*** DATA PROVIDED ***

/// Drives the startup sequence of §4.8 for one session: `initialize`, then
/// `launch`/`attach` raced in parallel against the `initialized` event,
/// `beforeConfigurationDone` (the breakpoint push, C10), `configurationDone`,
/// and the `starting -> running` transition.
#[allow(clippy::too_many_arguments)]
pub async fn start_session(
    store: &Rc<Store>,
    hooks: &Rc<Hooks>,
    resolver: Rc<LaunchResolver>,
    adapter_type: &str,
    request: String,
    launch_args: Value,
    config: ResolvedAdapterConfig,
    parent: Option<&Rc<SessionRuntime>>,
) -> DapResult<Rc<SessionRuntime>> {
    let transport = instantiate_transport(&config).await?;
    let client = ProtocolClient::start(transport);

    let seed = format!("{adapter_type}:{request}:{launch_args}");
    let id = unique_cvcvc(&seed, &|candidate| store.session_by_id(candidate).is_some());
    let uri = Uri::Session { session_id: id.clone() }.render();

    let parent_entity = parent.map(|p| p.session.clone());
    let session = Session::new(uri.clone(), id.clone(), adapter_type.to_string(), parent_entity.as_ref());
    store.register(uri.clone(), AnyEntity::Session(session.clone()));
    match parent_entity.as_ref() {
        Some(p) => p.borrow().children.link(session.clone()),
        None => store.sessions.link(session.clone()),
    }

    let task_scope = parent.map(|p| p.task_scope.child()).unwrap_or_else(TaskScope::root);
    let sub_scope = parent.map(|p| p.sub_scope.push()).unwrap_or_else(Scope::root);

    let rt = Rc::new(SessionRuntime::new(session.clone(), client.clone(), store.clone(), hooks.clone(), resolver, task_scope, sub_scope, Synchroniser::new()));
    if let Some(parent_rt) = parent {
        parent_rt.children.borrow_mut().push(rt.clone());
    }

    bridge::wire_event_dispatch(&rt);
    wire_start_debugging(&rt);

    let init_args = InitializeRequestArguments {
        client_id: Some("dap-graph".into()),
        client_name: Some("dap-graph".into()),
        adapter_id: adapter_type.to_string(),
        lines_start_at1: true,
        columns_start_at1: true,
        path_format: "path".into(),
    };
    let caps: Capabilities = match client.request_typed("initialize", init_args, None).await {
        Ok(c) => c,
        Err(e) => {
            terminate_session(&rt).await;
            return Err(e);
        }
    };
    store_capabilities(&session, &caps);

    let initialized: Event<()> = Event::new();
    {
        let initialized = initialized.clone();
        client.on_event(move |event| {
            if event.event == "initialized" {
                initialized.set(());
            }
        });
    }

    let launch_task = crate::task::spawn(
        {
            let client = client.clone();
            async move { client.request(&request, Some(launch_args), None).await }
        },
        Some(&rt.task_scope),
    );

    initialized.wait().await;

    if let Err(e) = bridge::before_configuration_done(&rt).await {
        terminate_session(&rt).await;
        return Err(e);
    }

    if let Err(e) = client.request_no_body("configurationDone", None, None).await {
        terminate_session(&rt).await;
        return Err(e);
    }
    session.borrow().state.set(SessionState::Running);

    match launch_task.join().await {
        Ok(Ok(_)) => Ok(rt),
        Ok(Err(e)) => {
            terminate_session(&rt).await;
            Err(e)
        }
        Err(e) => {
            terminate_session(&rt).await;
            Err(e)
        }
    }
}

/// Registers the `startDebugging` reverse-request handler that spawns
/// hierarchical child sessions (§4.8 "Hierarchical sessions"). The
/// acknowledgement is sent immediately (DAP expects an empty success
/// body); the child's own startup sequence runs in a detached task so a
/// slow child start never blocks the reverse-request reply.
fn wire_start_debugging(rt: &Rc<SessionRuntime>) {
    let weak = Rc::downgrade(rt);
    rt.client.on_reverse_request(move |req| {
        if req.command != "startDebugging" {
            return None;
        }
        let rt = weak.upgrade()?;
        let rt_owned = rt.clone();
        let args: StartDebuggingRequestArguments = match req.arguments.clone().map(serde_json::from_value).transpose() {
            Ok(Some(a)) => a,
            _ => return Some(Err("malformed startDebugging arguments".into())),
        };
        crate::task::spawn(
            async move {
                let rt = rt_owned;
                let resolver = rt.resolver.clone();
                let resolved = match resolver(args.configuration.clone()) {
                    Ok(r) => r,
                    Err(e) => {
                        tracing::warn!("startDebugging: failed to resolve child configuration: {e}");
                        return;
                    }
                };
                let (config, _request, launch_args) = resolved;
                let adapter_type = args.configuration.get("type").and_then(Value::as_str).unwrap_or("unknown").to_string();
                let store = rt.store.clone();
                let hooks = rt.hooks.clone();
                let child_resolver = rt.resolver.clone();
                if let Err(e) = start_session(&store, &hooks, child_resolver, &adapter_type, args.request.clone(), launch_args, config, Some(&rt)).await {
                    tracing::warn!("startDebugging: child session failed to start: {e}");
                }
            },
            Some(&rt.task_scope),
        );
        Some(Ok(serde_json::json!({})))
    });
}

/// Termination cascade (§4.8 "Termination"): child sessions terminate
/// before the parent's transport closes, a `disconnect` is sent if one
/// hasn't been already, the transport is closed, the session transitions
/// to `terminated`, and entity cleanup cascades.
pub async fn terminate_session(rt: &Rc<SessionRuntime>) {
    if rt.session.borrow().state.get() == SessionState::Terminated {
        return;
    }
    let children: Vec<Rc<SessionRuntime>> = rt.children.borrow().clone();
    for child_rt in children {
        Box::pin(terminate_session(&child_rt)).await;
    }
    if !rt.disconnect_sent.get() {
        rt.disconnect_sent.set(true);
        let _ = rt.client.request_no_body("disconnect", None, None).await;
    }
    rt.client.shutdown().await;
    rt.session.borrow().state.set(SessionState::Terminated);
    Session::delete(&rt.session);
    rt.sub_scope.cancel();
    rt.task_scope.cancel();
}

*** End of DATA PROVIDED ***

Repeating the listing in full, word for word, is the required output.

- ANSWER FOR THE TASK
/// Drives the startup sequence of §4.8 for one session: `initialize`, then
/// `launch`/`attach` raced in parallel against the `initialized` event,
/// `beforeConfigurationDone` (the breakpoint push, C10), `configurationDone`,
/// and the `starting -> running` transition.
#[allow(clippy::too_many_arguments)]
pub async fn start_session(
    store: &Rc<Store>,
    hooks: &Rc<Hooks>,
    resolver: Rc<LaunchResolver>,
    adapter_type: &str,
    request: String,
    launch_args: Value,
    config: ResolvedAdapterConfig,
    parent: Option<&Rc<SessionRuntime>>,
) -> DapResult<Rc<SessionRuntime>> {
    let transport = instantiate_transport(&config).await?;
    let client = ProtocolClient::start(transport);

    let seed = format!("{adapter_type}:{request}:{launch_args}");
    let id = unique_cvcvc(&seed, &|candidate| store.session_by_id(candidate).is_some());
    let uri = Uri::Session { session_id: id.clone() }.render();

    let parent_entity = parent.map(|p| p.session.clone());
    let session = Session::new(uri.clone(), id.clone(), adapter_type.to_string(), parent_entity.as_ref());
    store.register(uri.clone(), AnyEntity::Session(session.clone()));
    match parent_entity.as_ref() {
        Some(p) => p.borrow().children.link(session.clone()),
        None => store.sessions.link(session.clone()),
    }

    let task_scope = parent.map(|p| p.task_scope.child()).unwrap_or_else(TaskScope::root);
    let sub_scope = parent.map(|p| p.sub_scope.push()).unwrap_or_else(Scope::root);

    let rt = Rc::new(SessionRuntime::new(session.clone(), client.clone(), store.clone(), hooks.clone(), resolver, task_scope, sub_scope, Synchroniser::new()));
    if let Some(parent_rt) = parent {
        parent_rt.children.borrow_mut().push(rt.clone());
    }

    bridge::wire_event_dispatch(&rt);
    wire_start_debugging(&rt);

    let init_args = InitializeRequestArguments {
        client_id: Some("dap-graph".into()),
        client_name: Some("dap-graph".into()),
        adapter_id: adapter_type.to_string(),
        lines_start_at1: true,
        columns_start_at1: true,
        path_format: "path".into(),
    };
    let caps: Capabilities = match client.request_typed("initialize", init_args, None).await {
        Ok(c) => c,
        Err(e) => {
            terminate_session(&rt).await;
            return Err(e);
        }
    };
    store_capabilities(&session, &caps);

    let initialized: Event<()> = Event::new();
    {
        let initialized = initialized.clone();
        client.on_event(move |event| {
            if event.event == "initialized" {
                initialized.set(());
            }
        });
    }

    let launch_task = crate::task::spawn(
        {
            let client = client.clone();
            async move { client.request(&request, Some(launch_args), None).await }
        },
        Some(&rt.task_scope),
    );

    initialized.wait().await;

    if let Err(e) = bridge::before_configuration_done(&rt).await {
        terminate_session(&rt).await;
        return Err(e);
    }

    if let Err(e) = client.request_no_body("configurationDone", None, None).await {
        terminate_session(&rt).await;
        return Err(e);
    }
    session.borrow().state.set(SessionState::Running);

    match launch_task.join().await {
        Ok(Ok(_)) => Ok(rt),
        Ok(Err(e)) => {
            terminate_session(&rt).await;
            Err(e)
        }
        Err(e) => {
            terminate_session(&rt).await;
            Err(e)
        }
    }
}

/// Registers the `startDebugging` reverse-request handler that spawns
/// hierarchical child sessions (§4.8 "Hierarchical sessions"). The
/// acknowledgement is sent immediately (DAP expects an empty success
/// body); the child's own startup sequence runs in a detached task so a
/// slow child start never blocks the reverse-request reply.
fn wire_start_debugging(rt: &Rc<SessionRuntime>) {
    let weak = Rc::downgrade(rt);
    rt.client.on_reverse_request(move |req| {
        if req.command != "startDebugging" {
            return None;
        }
        let rt = weak.upgrade()?;
        let rt_owned = rt.clone();
        let args: StartDebuggingRequestArguments = match req.arguments.clone().map(serde_json::from_value).transpose() {
            Ok(Some(a)) => a,
            _ => return Some(Err("malformed startDebugging arguments".into())),
        };
        crate::task::spawn(
            async move {
                let rt = rt_owned;
                let resolver = rt.resolver.clone();
                let resolved = match resolver(args.configuration.clone()) {
                    Ok(r) => r,
                    Err(e) => {
                        tracing::warn!("startDebugging: failed to resolve child configuration: {e}");
                        return;
                    }
                };
                let (config, _request, launch_args) = resolved;
                let adapter_type = args.configuration.get("type").and_then(Value::as_str).unwrap_or("unknown").to_string();
                let store = rt.store.clone();
                let hooks = rt.hooks.clone();
                let child_resolver = rt.resolver.clone();
                if let Err(e) = start_session(&store, &hooks, child_resolver, &adapter_type, args.request.clone(), launch_args, config, Some(&rt)).await {
                    tracing::warn!("startDebugging: child session failed to start: {e}");
                }
            },
            Some(&rt.task_scope),
        );
        Some(Ok(serde_json::json!({})))
    });
}

/// Termination cascade (§4.8 "Termination"): child sessions terminate
/// before the parent's transport closes, a `disconnect` is sent if one
/// hasn't been already, the transport is closed, the session transitions
/// to `terminated`, and entity cleanup cascades.
pub async fn terminate_session(rt: &Rc<SessionRuntime>) {
    if rt.session.borrow().state.get() == SessionState::Terminated {
        return;
    }
    let children: Vec<Rc<SessionRuntime>> = rt.children.borrow().clone();
    for child_rt in children {
        Box::pin(terminate_session(&child_rt)).await;
    }
    if !rt.disconnect_sent.get() {
        rt.disconnect_sent.set(true);
        let _ = rt.client.request_no_body("disconnect", None, None).await;
    }
    rt.client.shutdown().await;
    rt.session.borrow().state.set(SessionState::Terminated);
    Session::delete(&rt.session);
    rt.sub_scope.cancel();
    rt.task_scope.cancel();
}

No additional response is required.